There was one or two shows up in N.Y. where Bret lived that did some benefit shows. But unfortunately he passed away before these shows happened because he was supposed to attend those shows. His wife didn’t even have a funeral for him or a mass that was supposed to happen before those benefit shows and it really pissed me and a lot of other people off. But right now our friends in Bret’s hometown of North Tomawanda, NY are doing a GoFundMe page to have a custom made bench with a laser etched memorial and photo of Bret at the Resthaven Memorial Graveyard in his home town. If you go to the MC Facebook page the information is listed to help keep Bret’s memory alive forever.

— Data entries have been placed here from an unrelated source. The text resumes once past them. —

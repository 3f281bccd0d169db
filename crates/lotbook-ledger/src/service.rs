//! Ledger engine service layer
//!
//! Purchases and usages commit batches and transaction rows atomically.
//! Usage consumption uses an optimistic discipline: each batch decrement is
//! a conditional update guarded by the quantity observed at planning time,
//! and a mismatched guard rolls the whole usage back and re-plans from a
//! fresh snapshot, bounded by `MAX_CONSUMPTION_ATTEMPTS`. No other
//! component writes `batch.quantity`.

use chrono::Utc;
use rust_decimal::Decimal;
use sea_orm::sea_query::Expr;
use sea_orm::{
    ActiveModelTrait, ColumnTrait, DatabaseConnection, EntityTrait, QueryFilter, QueryOrder, Set,
    TransactionTrait,
};
use tracing::{info, warn};

use lotbook_common::LedgerError;
use lotbook_persistence::entity::stock_transaction::TransactionType;
use lotbook_persistence::entity::{batch, facility, item, stock_transaction, vendor};

use crate::fifo::{self, Draw};
use crate::model::{PurchaseParams, UsageParams};

/// Re-plans before a concurrent writer surfaces as a conflict to the caller
const MAX_CONSUMPTION_ATTEMPTS: u32 = 3;

/// Record a lot intake: one new batch plus one PURCHASE transaction row,
/// committed atomically
///
/// Returns a single-element list for API symmetry with usage.
pub async fn record_purchase(
    db: &DatabaseConnection,
    params: PurchaseParams,
) -> anyhow::Result<Vec<stock_transaction::Model>> {
    if params.quantity <= Decimal::ZERO {
        return Err(LedgerError::invalid(format!(
            "purchase quantity must be positive, got {}",
            params.quantity
        ))
        .into());
    }

    ensure_item_exists(db, params.item_id).await?;
    ensure_facility_exists(db, params.facility_id).await?;
    if let Some(source_id) = params.source_id {
        ensure_vendor_exists(db, source_id).await?;
    }

    let now = Utc::now();
    let txn = db.begin().await?;

    let created_batch = batch::ActiveModel {
        item_id: Set(params.item_id),
        facility_id: Set(params.facility_id),
        quantity: Set(params.quantity),
        unit_cost: Set(params.unit_cost),
        received_date: Set(params.received_date),
        source_id: Set(params.source_id),
        lot_number: Set(params.lot_number),
        expiration_date: Set(params.expiration_date),
        notes: Set(params.notes.clone()),
        created_at: Set(now),
        updated_at: Set(now),
        ..Default::default()
    }
    .insert(&txn)
    .await?;

    let row = stock_transaction::ActiveModel {
        item_id: Set(params.item_id),
        facility_id: Set(params.facility_id),
        transaction_type: Set(TransactionType::Purchase),
        quantity_change: Set(params.quantity),
        transaction_date: Set(params.received_date),
        performed_by: Set(params.performed_by),
        source_batch_id: Set(created_batch.id),
        unit_cost: Set(params.unit_cost),
        notes: Set(params.notes),
        created_at: Set(now),
        ..Default::default()
    }
    .insert(&txn)
    .await?;

    txn.commit().await?;

    info!(
        item_id = params.item_id,
        facility_id = params.facility_id,
        batch_id = created_batch.id,
        quantity = %params.quantity,
        "purchase recorded"
    );

    Ok(vec![row])
}

/// Record a usage: drain open batches FIFO and emit one USAGE transaction
/// row per batch touched, all in one atomic unit
///
/// The input encodes the request as a negative quantity; zero is rejected
/// as invalid, not treated as a no-op.
pub async fn record_usage(
    db: &DatabaseConnection,
    params: UsageParams,
) -> anyhow::Result<Vec<stock_transaction::Model>> {
    if params.quantity >= Decimal::ZERO {
        return Err(LedgerError::invalid(format!(
            "usage quantity must be negative, got {}",
            params.quantity
        ))
        .into());
    }

    ensure_item_exists(db, params.item_id).await?;
    ensure_facility_exists(db, params.facility_id).await?;

    let requested = -params.quantity;

    for attempt in 1..=MAX_CONSUMPTION_ATTEMPTS {
        let batches = open_batches_fifo(db, params.item_id, params.facility_id).await?;
        let draws = fifo::plan_consumption(&batches, requested)?;

        match apply_usage(db, &params, &draws).await? {
            Some(rows) => {
                info!(
                    item_id = params.item_id,
                    facility_id = params.facility_id,
                    requested = %requested,
                    batches_touched = rows.len(),
                    attempt,
                    "usage recorded"
                );
                return Ok(rows);
            }
            None => {
                warn!(
                    item_id = params.item_id,
                    facility_id = params.facility_id,
                    attempt,
                    "batch snapshot went stale during consumption, re-planning"
                );
            }
        }
    }

    Err(LedgerError::ConcurrencyConflict(format!(
        "could not drain {} of item {} at facility {} after {} attempts",
        requested, params.item_id, params.facility_id, MAX_CONSUMPTION_ATTEMPTS
    ))
    .into())
}

/// Sum of open batch quantities for the item at the facility
pub async fn stock_on_hand(
    db: &DatabaseConnection,
    item_id: i64,
    facility_id: i64,
) -> anyhow::Result<Decimal> {
    let batches = open_batches_fifo(db, item_id, facility_id).await?;
    Ok(batches.iter().map(|b| b.quantity).sum())
}

/// Ledger readback for the item/facility pair, ordered by row id
pub async fn find_transactions(
    db: &DatabaseConnection,
    item_id: i64,
    facility_id: i64,
) -> anyhow::Result<Vec<stock_transaction::Model>> {
    Ok(stock_transaction::Entity::find()
        .filter(stock_transaction::Column::ItemId.eq(item_id))
        .filter(stock_transaction::Column::FacilityId.eq(facility_id))
        .order_by_asc(stock_transaction::Column::Id)
        .all(db)
        .await?)
}

/// Audit hook: batch-quantity sum must equal the all-time transaction sum
pub async fn verify_conservation(
    db: &DatabaseConnection,
    item_id: i64,
    facility_id: i64,
) -> anyhow::Result<bool> {
    let batch_sum: Decimal = batch::Entity::find()
        .filter(batch::Column::ItemId.eq(item_id))
        .filter(batch::Column::FacilityId.eq(facility_id))
        .all(db)
        .await?
        .iter()
        .map(|b| b.quantity)
        .sum();

    let transaction_sum: Decimal = find_transactions(db, item_id, facility_id)
        .await?
        .iter()
        .map(|t| t.quantity_change)
        .sum();

    Ok(batch_sum == transaction_sum)
}

/// Open batches in strict FIFO order: received date ascending, id ascending
/// on ties (the tie-break is explicit, not a storage-layer default)
async fn open_batches_fifo(
    db: &DatabaseConnection,
    item_id: i64,
    facility_id: i64,
) -> anyhow::Result<Vec<batch::Model>> {
    Ok(batch::Entity::find()
        .filter(batch::Column::ItemId.eq(item_id))
        .filter(batch::Column::FacilityId.eq(facility_id))
        .filter(batch::Column::Quantity.gt(Decimal::ZERO))
        .order_by_asc(batch::Column::ReceivedDate)
        .order_by_asc(batch::Column::Id)
        .all(db)
        .await?)
}

/// Apply the planned draws and insert the usage rows in one transaction
///
/// Returns None when any conditional decrement misses its observed-quantity
/// guard; everything is rolled back and the caller re-plans.
async fn apply_usage(
    db: &DatabaseConnection,
    params: &UsageParams,
    draws: &[Draw],
) -> anyhow::Result<Option<Vec<stock_transaction::Model>>> {
    let now = Utc::now();
    let txn = db.begin().await?;

    for draw in draws {
        let result = batch::Entity::update_many()
            .col_expr(
                batch::Column::Quantity,
                Expr::value(draw.observed_quantity - draw.consumed),
            )
            .col_expr(batch::Column::UpdatedAt, Expr::value(now))
            .filter(batch::Column::Id.eq(draw.batch_id))
            .filter(batch::Column::Quantity.eq(draw.observed_quantity))
            .exec(&txn)
            .await?;

        if result.rows_affected != 1 {
            txn.rollback().await?;
            return Ok(None);
        }
    }

    let mut rows = Vec::with_capacity(draws.len());
    for draw in draws {
        let row = stock_transaction::ActiveModel {
            item_id: Set(params.item_id),
            facility_id: Set(params.facility_id),
            transaction_type: Set(TransactionType::Usage),
            quantity_change: Set(-draw.consumed),
            transaction_date: Set(params.transaction_date),
            performed_by: Set(params.performed_by),
            source_batch_id: Set(draw.batch_id),
            unit_cost: Set(None),
            notes: Set(params.notes.clone()),
            created_at: Set(now),
            ..Default::default()
        }
        .insert(&txn)
        .await?;
        rows.push(row);
    }

    txn.commit().await?;
    Ok(Some(rows))
}

async fn ensure_item_exists(db: &DatabaseConnection, item_id: i64) -> anyhow::Result<()> {
    item::Entity::find_by_id(item_id)
        .one(db)
        .await?
        .ok_or_else(|| LedgerError::not_found("item", item_id))?;
    Ok(())
}

async fn ensure_facility_exists(db: &DatabaseConnection, facility_id: i64) -> anyhow::Result<()> {
    facility::Entity::find_by_id(facility_id)
        .one(db)
        .await?
        .ok_or_else(|| LedgerError::not_found("facility", facility_id))?;
    Ok(())
}

async fn ensure_vendor_exists(db: &DatabaseConnection, vendor_id: i64) -> anyhow::Result<()> {
    vendor::Entity::find_by_id(vendor_id)
        .one(db)
        .await?
        .ok_or_else(|| LedgerError::not_found("vendor", vendor_id))?;
    Ok(())
}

What’s the status of the reissues of some older Malevolent Creations albums?
Hammerheart Records is releasing some of the older albums and we are also in talks with other labels about re-releasing most of the other albums. There are so many studio albums, live albums, best of albums as well as DVDs. I would love to see them all re-released because a lot of our old record labels don’t even exist anymore and have ripped us off so bad.

What are some of your non-musical interests and hobbies?
I like playing golf. I’m a big sports fan and I like to hang out with my friends and chill out. But music is my life and without it I don’t know what I would do.

What’s currently in your heavy musical rotation?
I’m really old school and I still listen to a lot of metal bands that have influenced me from the beginning of Malevolent Creation, bands like Dark Angel, Kreator, Destruction, Sodom, Death and Morbid Saint are still my favorite bands. I’m not really into the new math metal bands. I really prefer old school heavy music like the bands I just mentioned. I know there are a lot of great bands out there but nobody makes me excited like the old school bands that I grew up listening to. Can’t forget Iron Maiden and Judas Priest either because they were the first metal bands that really got me wanting to play heavy metal. There are so many great bands from the ’80s that I don’t have enough time to name them all.

Anything else you’d like to mention or promote?
Yes, get out and check out our 13th album The 13th Beast! If you are a fan if extreme death metal you will not be disappointed. I live for this music and I know there are a lot of people around the world that feel the same way I do. Thank you for the interview and we look forward to seeing all you metal fans on tour and we will have a lot if great merchandise for everyone when we play live and online. Metal forever!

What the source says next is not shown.